▶ Exercise prompt
Repeat every line below exactly, word for word.

▶ Records for this exercise
——

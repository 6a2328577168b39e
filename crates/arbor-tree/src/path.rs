//! Repository path normalization.

use std::fmt;
use std::str::FromStr;

use thiserror::Error;

#[derive(Clone, Debug, PartialEq, Eq, Error)]
pub enum PathError {
    #[error("invalid path {path:?}: {reason}")]
    Invalid { path: String, reason: String },
}

/// A validated, non-empty sequence of path segments.
///
/// Separators are `/`. Leading, trailing and repeated separators are
/// dropped; `.` and `..` segments are rejected rather than interpreted.
#[derive(Clone, Debug, PartialEq, Eq, Hash, PartialOrd, Ord)]
pub struct RepoPath {
    segments: Vec<String>,
}

impl RepoPath {
    /// Normalize a path naming a file or directory inside the repository.
    ///
    /// ```
    /// use arbor_tree::RepoPath;
    ///
    /// let path = RepoPath::parse("//src//lib/mod.rs/").unwrap();
    /// assert_eq!(path.to_string(), "src/lib/mod.rs");
    /// assert!(RepoPath::parse("src/../etc").is_err());
    /// ```
    pub fn parse(raw: &str) -> Result<Self, PathError> {
        Self::parse_with(raw, "path is empty")
    }

    /// Normalize a path for an operation that targets a directory. The
    /// repository root itself is not an acceptable target.
    pub fn parse_directory(raw: &str) -> Result<Self, PathError> {
        Self::parse_with(raw, "path denotes the repository root")
    }

    fn parse_with(raw: &str, empty_reason: &str) -> Result<Self, PathError> {
        let invalid = |reason: String| PathError::Invalid {
            path: raw.to_string(),
            reason,
        };

        let segments: Vec<String> = raw
            .split('/')
            .filter(|s| !s.is_empty())
            .map(str::to_string)
            .collect();
        if segments.is_empty() {
            return Err(invalid(empty_reason.to_string()));
        }
        for segment in &segments {
            check_segment(segment).map_err(|reason| invalid(reason.to_string()))?;
        }
        Ok(Self { segments })
    }

    pub fn segments(&self) -> &[String] {
        &self.segments
    }

    /// The final segment.
    pub fn file_name(&self) -> &str {
        // Non-empty by construction.
        self.segments.last().map(String::as_str).unwrap_or_default()
    }

    /// Append one segment.
    pub fn join(&self, segment: &str) -> Result<RepoPath, PathError> {
        if segment.is_empty() || segment.contains('/') {
            return Err(PathError::Invalid {
                path: segment.to_string(),
                reason: "segment must be non-empty and contain no '/'".into(),
            });
        }
        check_segment(segment).map_err(|reason| PathError::Invalid {
            path: segment.to_string(),
            reason: reason.to_string(),
        })?;
        let mut segments = self.segments.clone();
        segments.push(segment.to_string());
        Ok(Self { segments })
    }
}

fn check_segment(segment: &str) -> Result<(), &'static str> {
    match segment {
        "." => Err("'.' segments are not allowed"),
        ".." => Err("'..' segments are not allowed"),
        s if s.contains('\0') => Err("segment contains a NUL byte"),
        _ => Ok(()),
    }
}

impl fmt::Display for RepoPath {
    fn fmt(&self, f: &mut fmt::Formatter<'_>) -> fmt::Result {
        f.write_str(&self.segments.join("/"))
    }
}

impl FromStr for RepoPath {
    type Err = PathError;

    fn from_str(s: &str) -> Result<Self, Self::Err> {
        Self::parse(s)
    }
}
use arbor_store::Signature;
use arbor_types::ObjectId;
use serde::{Deserialize, Serialize};

/// Per-operation commit metadata. Missing fields fall back to the
/// repository config and a message describing the operation.
#[derive(Clone, Debug, Default)]
pub struct CommitOptions {
    pub message: Option<String>,
    pub author: Option<Signature>,
}

impl CommitOptions {
    pub fn new() -> Self {
        Self::default()
    }

    pub fn with_message(mut self, message: impl Into<String>) -> Self {
        self.message = Some(message.into());
        self
    }

    pub fn with_author(mut self, author: Signature) -> Self {
        self.author = Some(author);
        self
    }

    pub(crate) fn message_or(&self, fallback: impl FnOnce() -> String) -> String {
        self.message.clone().unwrap_or_else(fallback)
    }
}

/// One file of an add batch.
#[derive(Clone, Debug, PartialEq, Eq)]
pub struct FileWrite {
    pub path: String,
    pub content: Vec<u8>,
    pub executable: bool,
}

impl FileWrite {
    pub fn new(path: impl Into<String>, content: impl Into<Vec<u8>>) -> Self {
        Self {
            path: path.into(),
            content: content.into(),
            executable: false,
        }
    }

    pub fn executable(mut self) -> Self {
        self.executable = true;
        self
    }
}

#[derive(Clone, Debug, PartialEq, Eq, Serialize, Deserialize)]
pub struct WriteResult {
    pub commit: ObjectId,
    pub tree: ObjectId,
    /// Blob ids in input order.
    pub blobs: Vec<ObjectId>,
}

#[derive(Clone, Debug, PartialEq, Eq, Serialize, Deserialize)]
pub struct RemoveResult {
    pub commit: ObjectId,
    /// `None` when the removal emptied the repository; the commit then
    /// points at the canonical empty tree.
    pub tree: Option<ObjectId>,
    /// Number of files removed.
    pub removed: u64,
}

#[derive(Clone, Debug, PartialEq, Eq, Serialize, Deserialize)]
pub struct MergeResult {
    /// The merge commit, or the unchanged destination tip when up to date.
    pub commit: ObjectId,
    pub tree: ObjectId,
    /// Paths left unresolved by a partial resolution map.
    pub conflicts: Option<Vec<String>>,
    pub up_to_date: bool,
}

——

▶ Solution to this problem
repository 6a2328577168b39e
filename crates/arbor-tree/src/path.rs
//! Repository path normalization.

use std::fmt;
use std::str::FromStr;

use thiserror::Error;

#[derive(Clone, Debug, PartialEq, Eq, Error)]
pub enum PathError {
    #[error("invalid path {path:?}: {reason}")]
    Invalid { path: String, reason: String },
}

/// A validated, non-empty sequence of path segments.
///
/// Separators are `/`. Leading, trailing and repeated separators are
/// dropped; `.` and `..` segments are rejected rather than interpreted.
#[derive(Clone, Debug, PartialEq, Eq, Hash, PartialOrd, Ord)]
pub struct RepoPath {
    segments: Vec<String>,
}

impl RepoPath {
    /// Normalize a path naming a file or directory inside the repository.
    ///
    /// ```
    /// use arbor_tree::RepoPath;
    ///
    /// let path = RepoPath::parse("//src//lib/mod.rs/").unwrap();
    /// assert_eq!(path.to_string(), "src/lib/mod.rs");
    /// assert!(RepoPath::parse("src/../etc").is_err());
    /// ```
    pub fn parse(raw: &str) -> Result<Self, PathError> {
        Self::parse_with(raw, "path is empty")
    }

    /// Normalize a path for an operation that targets a directory. The
    /// repository root itself is not an acceptable target.
    pub fn parse_directory(raw: &str) -> Result<Self, PathError> {
        Self::parse_with(raw, "path denotes the repository root")
    }

    fn parse_with(raw: &str, empty_reason: &str) -> Result<Self, PathError> {
        let invalid = |reason: String| PathError::Invalid {
            path: raw.to_string(),
            reason,
        };

        let segments: Vec<String> = raw
            .split('/')
            .filter(|s| !s.is_empty())
            .map(str::to_string)
            .collect();
        if segments.is_empty() {
            return Err(invalid(empty_reason.to_string()));
        }
        for segment in &segments {
            check_segment(segment).map_err(|reason| invalid(reason.to_string()))?;
        }
        Ok(Self { segments })
    }

    pub fn segments(&self) -> &[String] {
        &self.segments
    }

    /// The final segment.
    pub fn file_name(&self) -> &str {
        // Non-empty by construction.
        self.segments.last().map(String::as_str).unwrap_or_default()
    }

    /// Append one segment.
    pub fn join(&self, segment: &str) -> Result<RepoPath, PathError> {
        if segment.is_empty() || segment.contains('/') {
            return Err(PathError::Invalid {
                path: segment.to_string(),
                reason: "segment must be non-empty and contain no '/'".into(),
            });
        }
        check_segment(segment).map_err(|reason| PathError::Invalid {
            path: segment.to_string(),
            reason: reason.to_string(),
        })?;
        let mut segments = self.segments.clone();
        segments.push(segment.to_string());
        Ok(Self { segments })
    }
}

fn check_segment(segment: &str) -> Result<(), &'static str> {
    match segment {
        "." => Err("'.' segments are not allowed"),
        ".." => Err("'..' segments are not allowed"),
        s if s.contains('\0') => Err("segment contains a NUL byte"),
        _ => Ok(()),
    }
}

impl fmt::Display for RepoPath {
    fn fmt(&self, f: &mut fmt::Formatter<'_>) -> fmt::Result {
        f.write_str(&self.segments.join("/"))
    }
}

impl FromStr for RepoPath {
    type Err = PathError;

    fn from_str(s: &str) -> Result<Self, Self::Err> {
        Self::parse(s)
    }
}
use arbor_store::Signature;
use arbor_types::ObjectId;
use serde::{Deserialize, Serialize};

/// Per-operation commit metadata. Missing fields fall back to the
/// repository config and a message describing the operation.
#[derive(Clone, Debug, Default)]
pub struct CommitOptions {
    pub message: Option<String>,
    pub author: Option<Signature>,
}

impl CommitOptions {
    pub fn new() -> Self {
        Self::default()
    }

    pub fn with_message(mut self, message: impl Into<String>) -> Self {
        self.message = Some(message.into());
        self
    }

    pub fn with_author(mut self, author: Signature) -> Self {
        self.author = Some(author);
        self
    }

    pub(crate) fn message_or(&self, fallback: impl FnOnce() -> String) -> String {
        self.message.clone().unwrap_or_else(fallback)
    }
}

/// One file of an add batch.
#[derive(Clone, Debug, PartialEq, Eq)]
pub struct FileWrite {
    pub path: String,
    pub content: Vec<u8>,
    pub executable: bool,
}

impl FileWrite {
    pub fn new(path: impl Into<String>, content: impl Into<Vec<u8>>) -> Self {
        Self {
            path: path.into(),
            content: content.into(),
            executable: false,
        }
    }

    pub fn executable(mut self) -> Self {
        self.executable = true;
        self
    }
}

#[derive(Clone, Debug, PartialEq, Eq, Serialize, Deserialize)]
pub struct WriteResult {
    pub commit: ObjectId,
    pub tree: ObjectId,
    /// Blob ids in input order.
    pub blobs: Vec<ObjectId>,
}

#[derive(Clone, Debug, PartialEq, Eq, Serialize, Deserialize)]
pub struct RemoveResult {
    pub commit: ObjectId,
    /// `None` when the removal emptied the repository; the commit then
    /// points at the canonical empty tree.
    pub tree: Option<ObjectId>,
    /// Number of files removed.
    pub removed: u64,
}

#[derive(Clone, Debug, PartialEq, Eq, Serialize, Deserialize)]
pub struct MergeResult {
    /// The merge commit, or the unchanged destination tip when up to date.
    pub commit: ObjectId,
    pub tree: ObjectId,
    /// Paths left unresolved by a partial resolution map.
    pub conflicts: Option<Vec<String>>,
    pub up_to_date: bool,
}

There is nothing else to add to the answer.